Unicode transliterations (and other operations)

From: Mark Davis (mark@macchiato.com)
Date: Mon Jul 02 2001 - 17:56:16 EDT


For those interested in Transliteration (and other Unicode transformations), there is a new ICU web demo program on

http://oss.software.ibm.com/developerworks/opensource/icu/translitdemo

These include basic script transliterations, such as

"Горбачев, Михаил" => "Gorbachèv, Mìkhaìl"

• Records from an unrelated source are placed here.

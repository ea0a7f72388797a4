//! Append-only event stream: a [`BlockList`] of handles into a
//! [`SlabArena`] holding the actual [`EventRecord`]s.
//!
//! This is the pairing spec component 1 (SlabArena) and component 2
//! (EventList) describe as two separate concerns; they're kept as two
//! crate-level types composed here rather than merged, so a future second
//! arena (for property records / interned strings, see `ttel-log`) can
//! reuse `SlabArena` without dragging list bookkeeping along.

use crate::record::EventRecord;
use thiserror::Error;
use ttel_arena::{BlockList, Handle, Position, SlabArena};

#[derive(Debug, Error, PartialEq, Eq)]
pub enum EventStoreError {
    #[error("no record at the requested position")]
    NotFound,
}

pub struct EventStore {
    arena: SlabArena<EventRecord>,
    list: BlockList<Handle>,
}

impl EventStore {
    pub fn new(block_capacity: usize) -> Self {
        Self {
            arena: SlabArena::new(),
            list: BlockList::new(block_capacity),
        }
    }

    pub fn len(&self) -> usize {
        self.list.len()
    }

    pub fn is_empty(&self) -> bool {
        self.list.is_empty()
    }

    /// Appends `record` to the tail. `event_time` must already be the
    /// strictly-increasing next value; the store does not mint it.
    pub fn append(&mut self, record: EventRecord) -> Position {
        let handle = self.arena.alloc(record);
        let pos = self.list.push_back(handle);
        tracing::trace!(target: "ttel.eventlist", len = self.list.len(), "appended event");
        pos
    }

    /// Removes the oldest record and frees its arena slot.
    pub fn pop_front(&mut self) -> Option<EventRecord> {
        let handle = self.list.pop_front()?;
        let record = self
            .arena
            .dealloc(handle)
            .expect("list handle always backed by a live arena slot");
        tracing::trace!(target: "ttel.eventlist", len = self.list.len(), "trimmed oldest event");
        Some(record)
    }

    pub fn front_position(&self) -> Option<Position> {
        self.list.front_position()
    }

    pub fn advance(&self, pos: Position) -> Option<Position> {
        self.list.advance(pos)
    }

    pub fn retreat(&self, pos: Position) -> Option<Position> {
        self.list.retreat(pos)
    }

    pub fn get(&self, pos: Position) -> Result<&EventRecord, EventStoreError> {
        let handle = self.list.get(pos).ok_or(EventStoreError::NotFound)?;
        self.arena.get(*handle).map_err(|_| EventStoreError::NotFound)
    }

    pub fn iter(&self) -> impl Iterator<Item = &EventRecord> {
        self.list.iter().filter_map(|h| self.arena.get(*h).ok())
    }

    /// Walks backward from the tail, returning the first record with
    /// `event_time <= target` that is a snapshot or a root call carrying an
    /// inline snapshot — the selection rule for time-travel.
    pub fn find_restore_point(&self, target: i64) -> Option<(Position, i64)> {
        let mut pos = self.last_position()?;
        loop {
            let record = self.get(pos).ok()?;
            if record.event_time() <= target
                && (record.is_snapshot() || record.ready_to_run_snapshot().is_some())
            {
                return Some((pos, record.event_time()));
            }
            pos = self.retreat(pos)?;
        }
    }

    fn last_position(&self) -> Option<Position> {
        let mut pos = self.front_position()?;
        while let Some(next) = self.advance(pos) {
            pos = next;
        }
        Some(pos)
    }
}

#[cfg(test)]
mod tests {
    use super::*;
    use crate::record::SnapshotEntry;

    fn snap(event_time: i64) -> EventRecord {
        EventRecord::Snapshot {
            event_time,
            entry: SnapshotEntry {
                restore_event_time: event_time,
                payload: vec![],
                log_tag: 0,
                identity_tag: 0,
            },
        }
    }

    #[test]
    fn append_and_iterate_preserve_monotonic_order() {
        let mut store = EventStore::new(2);
        store.append(EventRecord::Double { event_time: 0, value: 1.0 });
        store.append(EventRecord::Double { event_time: 1, value: 2.0 });
        let times: Vec<_> = store.iter().map(|r| r.event_time()).collect();
        assert_eq!(times, vec![0, 1]);
    }

    #[test]
    fn head_trim_drops_oldest_and_count_decreases() {
        let mut store = EventStore::new(4);
        store.append(EventRecord::Double { event_time: 0, value: 1.0 });
        store.append(EventRecord::Double { event_time: 1, value: 2.0 });
        store.append(EventRecord::Double { event_time: 2, value: 3.0 });
        let popped = store.pop_front().unwrap();
        assert_eq!(popped.event_time(), 0);
        assert_eq!(store.len(), 2);
        assert_eq!(store.iter().next().unwrap().event_time(), 1);
    }

    #[test]
    fn snapshot_selection_picks_closest_prior_point() {
        let mut store = EventStore::new(8);
        store.append(snap(10));
        store.append(EventRecord::Double { event_time: 20, value: 0.0 });
        store.append(EventRecord::HostAction {
            event_time: 25,
            action: crate::record::HostAction::CallFunctionBegin {
                is_root_call: true,
                host_callback_id: 0,
                cached_snapshot: Some(SnapshotEntry {
                    restore_event_time: 25,
                    payload: vec![],
                    log_tag: 0,
                    identity_tag: 0,
                }),
                args: Default::default(),
            },
        });
        store.append(snap(30));
        let (_, time) = store.find_restore_point(27).unwrap();
        assert_eq!(time, 25);
    }
}
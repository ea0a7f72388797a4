//! Event records and the append-only store that holds them.

mod event_store;
mod record;

pub use event_store::{EventStore, EventStoreError};
pub use record::{
    ArgList, ArgValue, EventRecord, EventTime, ExternalCallBegin, ExternalCallEnd, HostAction,
    PropertyAttributes, PropertyEnumStep, SnapshotEntry,
};
pub use ttel_arena::Position;
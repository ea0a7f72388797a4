//! Snapshot placement policy, restore-point selection, and the inflation
//! sequence that rebuilds engine state from a chosen snapshot.
//!
//! The in-memory retention rule ("keep only the most recently inflated
//! payload, unload everything else") is the same shape as `core-state`'s
//! `UndoEngine`, which caps its undo stack and evicts the oldest entry
//! rather than letting history grow without bound; here the bound is "at
//! most one," since every other snapshot is disk-referenced once inflated.

use std::collections::HashMap;
use thiserror::Error;
use ttel_clock::CallStack;
use ttel_record::{EventStore, EventTime, Position};

#[derive(Debug, Error, PartialEq, Eq)]
pub enum SnapshotError {
    #[error("no snapshot or root-call-with-inline-snapshot exists at or before event time {0}")]
    NoRestorePoint(EventTime),
}

/// Evacuates live engine state into an opaque payload; supplied by the host,
/// not defined here (see the out-of-scope note on the extractor/inflater).
pub trait SnapshotExtractor {
    fn extract(&mut self) -> (Vec<u8>, u64, u64);
}

/// Rebuilds engine state from a payload previously produced by a
/// `SnapshotExtractor`.
pub trait SnapshotInflater {
    fn force_gc(&mut self);
    fn inflate(&mut self, payload: &[u8], log_tag: u64, identity_tag: u64);
}

/// Where replay should resume after `inflate_at` completes.
#[derive(Debug, Clone, Copy, PartialEq, Eq)]
pub struct RestorePoint {
    pub position: Position,
    pub event_time: EventTime,
    /// True iff the chosen record is the snapshot itself, meaning the
    /// cursor must advance once more before replaying starts.
    pub is_snapshot_record: bool,
    pub needed_fresh_context: bool,
}

pub struct SnapshotCoordinator {
    threshold_ms: f64,
    elapsed_since_last_snapshot: f64,
    last_inflated_event_time: Option<EventTime>,
    retained_payload: Option<(EventTime, Vec<u8>, u64, u64)>,
    inflate_map: HashMap<u64, u64>,
}

impl SnapshotCoordinator {
    pub fn new(threshold_ms: f64) -> Self {
        Self {
            threshold_ms,
            elapsed_since_last_snapshot: 0.0,
            last_inflated_event_time: None,
            retained_payload: None,
            inflate_map: HashMap::new(),
        }
    }

    pub fn increment_elapsed_snapshot_time(&mut self, added: f64) {
        self.elapsed_since_last_snapshot += added;
    }

    /// True once elapsed execution since the last snapshot crosses the
    /// configured policy threshold.
    pub fn threshold_crossed(&self) -> bool {
        self.elapsed_since_last_snapshot >= self.threshold_ms
    }

    pub fn has_done_first_snapshot(&self) -> bool {
        self.retained_payload.is_some() || self.last_inflated_event_time.is_some()
    }

    /// Extracts and retains a fresh snapshot, resetting the elapsed clock
    /// and evicting whatever payload was previously retained.
    pub fn extract_snapshot(
        &mut self,
        event_time: EventTime,
        extractor: &mut impl SnapshotExtractor,
    ) -> (Vec<u8>, u64, u64) {
        let (payload, log_tag, identity_tag) = extractor.extract();
        self.retained_payload = Some((event_time, payload.clone(), log_tag, identity_tag));
        self.elapsed_since_last_snapshot = 0.0;
        tracing::info!(target: "ttel.snapshot", event_time, "snapshot extracted");
        (payload, log_tag, identity_tag)
    }

    /// Walks the event store backwards from the tail for the closest prior
    /// restore point, then runs the inflation sequence against it.
    pub fn inflate_at(
        &mut self,
        target: EventTime,
        store: &EventStore,
        call_stack: &mut CallStack,
        inflater: &mut impl SnapshotInflater,
    ) -> Result<RestorePoint, SnapshotError> {
        let (position, restore_time) = store
            .find_restore_point(target)
            .ok_or(SnapshotError::NoRestorePoint(target))?;
        let record = store.get(position).expect("selection always returns a live position");
        let is_snapshot_record = record.is_snapshot();

        let needed_fresh_context = self.last_inflated_event_time != Some(restore_time);

        // 1. force a full GC
        inflater.force_gc();

        // 2/3. locate + deserialize the chosen snapshot, reusing the
        // retained payload when it matches, else asking the extractor path
        // already ran earlier has populated `retained_payload` for this
        // exact restore time; if not, the caller is responsible for having
        // deserialized it onto disk-referenced storage before calling here.
        let (payload, log_tag, identity_tag) = match &self.retained_payload {
            Some((t, payload, log_tag, identity_tag)) if *t == restore_time => {
                (payload.clone(), *log_tag, *identity_tag)
            }
            _ => {
                let snapshot_entry = record
                    .ready_to_run_snapshot()
                    .cloned()
                    .or_else(|| match record {
                        ttel_record::EventRecord::Snapshot { entry, .. } => Some(entry.clone()),
                        _ => None,
                    })
                    .expect("selection guarantees a snapshot payload at this position");
                (
                    snapshot_entry.payload,
                    snapshot_entry.log_tag,
                    snapshot_entry.identity_tag,
                )
            }
        };

        if needed_fresh_context {
            self.inflate_map.clear();
        }

        // 4. reset tag counters and event_time, invoke the inflater.
        inflater.inflate(&payload, log_tag, identity_tag);

        // 5. eagerly unload every other in-memory snapshot payload.
        self.retained_payload = Some((restore_time, payload, log_tag, identity_tag));
        self.last_inflated_event_time = Some(restore_time);

        // 7. reset call stack for a new top-level call.
        call_stack.reset_for_new_root(restore_time);

        tracing::info!(
            target: "ttel.snapshot",
            target_time = target,
            restore_time,
            needed_fresh_context,
            "snapshot inflated"
        );

        Ok(RestorePoint {
            position,
            event_time: restore_time,
            is_snapshot_record,
            needed_fresh_context,
        })
    }
}

#[cfg(test)]
mod tests {
    use super::*;
    use ttel_record::SnapshotEntry;

    struct NoopInflater;
    impl SnapshotInflater for NoopInflater {
        fn force_gc(&mut self) {}
        fn inflate(&mut self, _payload: &[u8], _log_tag: u64, _identity_tag: u64) {}
    }

    fn store_with_snapshots() -> EventStore {
        let mut store = EventStore::new(8);
        store.append(ttel_record::EventRecord::Snapshot {
            event_time: 10,
            entry: SnapshotEntry {
                restore_event_time: 10,
                payload: vec![1],
                log_tag: 0,
                identity_tag: 0,
            },
        });
        store.append(ttel_record::EventRecord::Double { event_time: 20, value: 0.0 });
        store.append(ttel_record::EventRecord::Snapshot {
            event_time: 30,
            entry: SnapshotEntry {
                restore_event_time: 30,
                payload: vec![3],
                log_tag: 0,
                identity_tag: 0,
            },
        });
        store
    }

    #[test]
    fn inflate_at_picks_closest_prior_snapshot_and_resets_call_stack() {
        let store = store_with_snapshots();
        let mut coordinator = SnapshotCoordinator::new(50.0);
        let mut call_stack = CallStack::new();
        call_stack.push_frame(Some(99));
        let mut inflater = NoopInflater;
        let restore = coordinator
            .inflate_at(25, &store, &mut call_stack, &mut inflater)
            .unwrap();
        assert_eq!(restore.event_time, 10);
        assert!(restore.is_snapshot_record);
        assert_eq!(call_stack.depth(), 0);
        assert_eq!(call_stack.top_level_callback_event_time(), 10);
    }

    #[test]
    fn idempotent_inflation_to_same_time_does_not_need_fresh_context_twice() {
        let store = store_with_snapshots();
        let mut coordinator = SnapshotCoordinator::new(50.0);
        let mut call_stack = CallStack::new();
        let mut inflater = NoopInflater;
        let first = coordinator
            .inflate_at(10, &store, &mut call_stack, &mut inflater)
            .unwrap();
        let second = coordinator
            .inflate_at(10, &store, &mut call_stack, &mut inflater)
            .unwrap();
        assert!(first.needed_fresh_context);
        assert!(!second.needed_fresh_context);
        assert_eq!(first.event_time, second.event_time);
    }

    #[test]
    fn threshold_crossing_follows_elapsed_time() {
        let mut coordinator = SnapshotCoordinator::new(10.0);
        assert!(!coordinator.threshold_crossed());
        coordinator.increment_elapsed_snapshot_time(11.0);
        assert!(coordinator.threshold_crossed());
    }
}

but also but also other operations. For example, you can feed in "국삼", and get out:

"{HANGUL SYLLABLE GUG}{HANGUL SYLLABLE SAM}" (with the Any-Name transliterator), or

"\uAD6D\uC0BC" (with the Unicode-Hex transliterator), or

Transliterators can be chained together, and can also be created at runtime with the demo, e.g. the simple rules:

j > i;
J > I;
u > v;
U > V;
w > vv;
W > VV;

when applied to "The quick brown fox jumped over the lazy dog." result in "The qvick brovvn fox ivmped over the lazy dog."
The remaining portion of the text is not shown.